Description of the task: Write out, from the entries below, exactly the lines that run between the lines holding "indices ascend; across" and "low_bucket.push(axis_bucket(&self.scales[axis], min[axis]));", inclusive, and stop there.

Exercise inputs:
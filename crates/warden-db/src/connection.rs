//! SurrealDB connection management.
//!
//! The endpoint scheme picks the engine: `ws://host:port` for a
//! server, `mem://` for an embedded in-memory store.

use serde::Deserialize;
use surrealdb::Surreal;
use surrealdb::engine::any::{self, Any};
use surrealdb::opt::auth::Root;
use tracing::info;

use crate::error::DbError;
use crate::schema::run_migrations;

/// Configuration for connecting to SurrealDB.
#[derive(Debug, Clone, Deserialize)]
#[serde(default)]
pub struct DbConfig {
    /// Endpoint URL (e.g., `ws://127.0.0.1:8000` or `mem://`).
    pub endpoint: String,
    pub namespace: String,
    pub database: String,
    /// Root credentials. Skipped for embedded engines.
    pub username: Option<String>,
    pub password: Option<String>,
    /// Apply pending schema migrations right after connecting.
    pub migrate_on_connect: bool,
}

impl Default for DbConfig {
    fn default() -> Self {
        Self {
            endpoint: "ws://127.0.0.1:8000".into(),
            namespace: "warden".into(),
            database: "main".into(),
            username: Some("root".into()),
            password: Some("root".into()),
            migrate_on_connect: true,
        }
    }
}

impl DbConfig {
    fn is_embedded(&self) -> bool {
        self.endpoint.starts_with("mem://")
    }
}

/// Owns the store handle that every repository clones.
#[derive(Clone)]
pub struct DbManager {
    db: Surreal<Any>,
}

impl DbManager {
    pub async fn connect(config: &DbConfig) -> Result<Self, DbError> {
        info!(
            endpoint = %config.endpoint,
            namespace = %config.namespace,
            database = %config.database,
            "Connecting to SurrealDB"
        );

        let db = any::connect(config.endpoint.as_str()).await?;

        if !config.is_embedded() {
            if let (Some(username), Some(password)) = (&config.username, &config.password) {
                db.signin(Root {
                    username: username.clone(),
                    password: password.clone(),
                })
                .await?;
            }
        }

        db.use_ns(&config.namespace)
            .use_db(&config.database)
            .await?;

        if config.migrate_on_connect {
            run_migrations(&db).await?;
        }

        info!("Connected to SurrealDB");
        Ok(Self { db })
    }

    /// Returns a reference to the underlying SurrealDB client.
    pub fn client(&self) -> &Surreal<Any> {
        &self.db
    }
}
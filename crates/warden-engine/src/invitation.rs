//! Invitation tokens.
//!
//! The raw token is handed to the invitee once; only its hash is
//! persisted on the membership.

use base64::Engine;
use base64::engine::general_purpose::URL_SAFE_NO_PAD;
use sha2::{Digest, Sha256};

/// Generate a random opaque invitation token (32 bytes, base64url, no
/// padding).
pub fn generate_invitation_token() -> String {
    let mut rng = rand::rng();
    let bytes: [u8; 32] = rand::Rng::random(&mut rng);
    URL_SAFE_NO_PAD.encode(bytes)
}

/// SHA-256 of a raw invitation token, hex-encoded.
pub fn hash_invitation_token(raw: &str) -> String {
    let mut hasher = Sha256::new();
    hasher.update(raw.as_bytes());
    hex::encode(hasher.finalize())
}
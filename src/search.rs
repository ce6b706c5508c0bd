//! Range search over a sealed grid.
//!
//! Search enumerates the Cartesian product of per-axis bucket ranges in
//! ascending cell order, then walks each populated cell with a binary
//! search on the sorted last axis seeded at the cell's interpolation
//! hint. Boundary cells re-check the flagged axes per row; interior
//! cells emit unfiltered.

use crate::grid::{GridCell, SimpleGrid, axis_bucket};

impl SimpleGrid {
    /// A lazy sequence of global point indices whose points fall inside
    /// the inclusive box `[min, max]`.
    ///
    /// A query extent disjoint from the grid on some axis yields an empty
    /// sequence, not an error. Within a cell indices ascend; across
    /// cells, enumeration follows ascending cell index. Dropping the
    /// iterator terminates the search early.
    ///
    /// # Panics
    /// Panics when `min` or `max` does not have arity `k`.
    #[must_use]
    pub fn range_search<'a>(&'a self, min: &[i64], max: &[i64]) -> RangeSearch<'a> {
        assert_eq!(min.len(), self.k, "range arity must match the grid");
        assert_eq!(max.len(), self.k, "range arity must match the grid");

        if self.total == 0 {
            return RangeSearch::empty(self);
        }
        let leading = self.k - 1;
        let mut low_bucket = Vec::with_capacity(leading);
        let mut high_bucket = Vec::with_capacity(leading);
        let mut low_partial = Vec::with_capacity(leading);
        let mut high_partial = Vec::with_capacity(leading);
        for axis in 0..leading {
            if min[axis] > max[axis]
                || max[axis] < self.mins[axis]
                || min[axis] > self.maxs[axis]
            {
                return RangeSearch::empty(self);
            }
            low_bucket.push(axis_bucket(&self.scales[axis], min[axis]));
            high_bucket.push(axis_bucket(&self.scales[axis], max[axis]));
            low_partial.push(min[axis] > self.mins[axis]);
            high_partial.push(max[axis] < self.maxs[axis]);
        }
        if min[leading] > max[leading]
            || max[leading] < self.mins[leading]
            || min[leading] > self.maxs[leading]
        {
            return RangeSearch::empty(self);
        }

        RangeSearch {
            grid: self,
            min: min.to_vec(),
            max: max.to_vec(),
            cursor: low_bucket.clone(),
            low_bucket,
            high_bucket,
            low_partial,
            high_partial,
            last_axis_partial: min[leading] > self.mins[leading]
                || max[leading] < self.maxs[leading],
            exhausted: false,
            cell: None,
        }
    }
}

/// Lazy iterator of global point indices produced by
/// [`SimpleGrid::range_search`].
#[derive(Clone)]
pub struct RangeSearch<'a> {
    grid: &'a SimpleGrid,
    min: Vec<i64>,
    max: Vec<i64>,
    // Inclusive bucket ranges over the leading axes, and whether each
    // endpoint bucket straddles the query boundary.
    low_bucket: Vec<usize>,
    high_bucket: Vec<usize>,
    low_partial: Vec<bool>,
    high_partial: Vec<bool>,
    last_axis_partial: bool,
    // Odometer over bucket combinations, axis 0 fastest.
    cursor: Vec<usize>,
    exhausted: bool,
    cell: Option<CellCursor<'a>>,
}

#[derive(Clone)]
struct CellCursor<'a> {
    cell: &'a GridCell,
    head: i64,
    mask: u64,
    next: usize,
    end: usize,
}

impl<'a> RangeSearch<'a> {
    fn empty(grid: &'a SimpleGrid) -> RangeSearch<'a> {
        RangeSearch {
            grid,
            min: Vec::new(),
            max: Vec::new(),
            low_bucket: Vec::new(),
            high_bucket: Vec::new(),
            low_partial: Vec::new(),
            high_partial: Vec::new(),
            last_axis_partial: false,
            cursor: Vec::new(),
            exhausted: true,
            cell: None,
        }
    }

    // Step the odometer to the next bucket combination, returning the
    // current cell index and its boundary mask.
    fn advance_cell(&mut self) -> (usize, u64) {
        let mut cell_index = 0usize;
        for axis in (0..self.cursor.len()).rev() {
            cell_index = (cell_index << self.grid.axis_shift) | self.cursor[axis];
        }
        let mut mask = 0u64;
        for axis in 0..self.cursor.len() {
            let at_low = self.cursor[axis] == self.low_bucket[axis] && self.low_partial[axis];
            let at_high = self.cursor[axis] == self.high_bucket[axis] && self.high_partial[axis];
            if at_low || at_high {
                mask |= 1 << axis;
            }
        }
        let mut axis = 0;
        loop {
            if axis == self.cursor.len() {
                self.exhausted = true;
                break;
            }
            if self.cursor[axis] < self.high_bucket[axis] {
                self.cursor[axis] += 1;
                break;
            }
            self.cursor[axis] = self.low_bucket[axis];
            axis += 1;
        }
        (cell_index, mask)
    }
}

impl Iterator for RangeSearch<'_> {
    type Item = i64;

    fn next(&mut self) -> Option<i64> {
        loop {
            if let Some(cursor) = self.cell.as_mut() {
                let k = self.grid.k;
                let coords = cursor.cell.coords();
                while cursor.next < cursor.end {
                    let row = cursor.next;
                    cursor.next += 1;
                    let mut keep = true;
                    let mut mask = cursor.mask;
                    while mask != 0 {
                        let axis = mask.trailing_zeros() as usize;
                        mask &= mask - 1;
                        let coordinate = coords[row * k + axis];
                        if coordinate < self.min[axis] || coordinate > self.max[axis] {
                            keep = false;
                            break;
                        }
                    }
                    if keep {
                        return Some(cursor.head | row as i64);
                    }
                }
                self.cell = None;
            }
            if self.exhausted {
                return None;
            }
            let (cell_index, mask) = self.advance_cell();
            let Some(cell) = self.grid.cells[cell_index].as_ref() else {
                continue;
            };
            let (start, end) = if self.last_axis_partial {
                let last = self.grid.k - 1;
                (
                    lower_bound(cell, self.grid.k, self.min[last]),
                    upper_bound(cell, self.grid.k, self.max[last]),
                )
            } else {
                (0, cell.len())
            };
            if start < end {
                self.cell = Some(CellCursor {
                    cell,
                    head: (cell_index as i64) << self.grid.cell_shift,
                    mask,
                    next: start,
                    end,
                });
            }
        }
    }
}

// First row whose last-axis coordinate is >= target, seeded at the
// cell's interpolation hint and narrowed conventionally.
fn lower_bound(cell: &GridCell, k: usize, target: i64) -> usize {
    let coords = cell.coords();
    let rows = cell.len();
    let mut low = 0usize;
    let mut high = rows;
    let mut probe = hint(cell, rows, target);
    while low < high {
        if coords[probe * k + k - 1] < target {
            low = probe + 1;
        } else {
            high = probe;
        }
        probe = low + (high - low) / 2;
    }
    low
}

// One past the last row whose last-axis coordinate is <= target.
fn upper_bound(cell: &GridCell, k: usize, target: i64) -> usize {
    let coords = cell.coords();
    let rows = cell.len();
    let mut low = 0usize;
    let mut high = rows;
    let mut probe = hint(cell, rows, target);
    while low < high {
        if coords[probe * k + k - 1] <= target {
            low = probe + 1;
        } else {
            high = probe;
        }
        probe = low + (high - low) / 2;
    }
    low
}

fn hint(cell: &GridCell, rows: usize, target: i64) -> usize {
    let estimate = cell.slope * target as f64 + cell.base;
    (estimate as i64).clamp(0, rows as i64 - 1) as usize
}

Answer to the exercise:
    /// sequence, not an error. Within a cell indices ascend; across
    /// cells, enumeration follows ascending cell index. Dropping the
    /// iterator terminates the search early.
    ///
    /// # Panics
    /// Panics when `min` or `max` does not have arity `k`.
    #[must_use]
    pub fn range_search<'a>(&'a self, min: &[i64], max: &[i64]) -> RangeSearch<'a> {
        assert_eq!(min.len(), self.k, "range arity must match the grid");
        assert_eq!(max.len(), self.k, "range arity must match the grid");

        if self.total == 0 {
            return RangeSearch::empty(self);
        }
        let leading = self.k - 1;
        let mut low_bucket = Vec::with_capacity(leading);
        let mut high_bucket = Vec::with_capacity(leading);
        let mut low_partial = Vec::with_capacity(leading);
        let mut high_partial = Vec::with_capacity(leading);
        for axis in 0..leading {
            if min[axis] > max[axis]
                || max[axis] < self.mins[axis]
                || min[axis] > self.maxs[axis]
            {
                return RangeSearch::empty(self);
            }
            low_bucket.push(axis_bucket(&self.scales[axis], min[axis]));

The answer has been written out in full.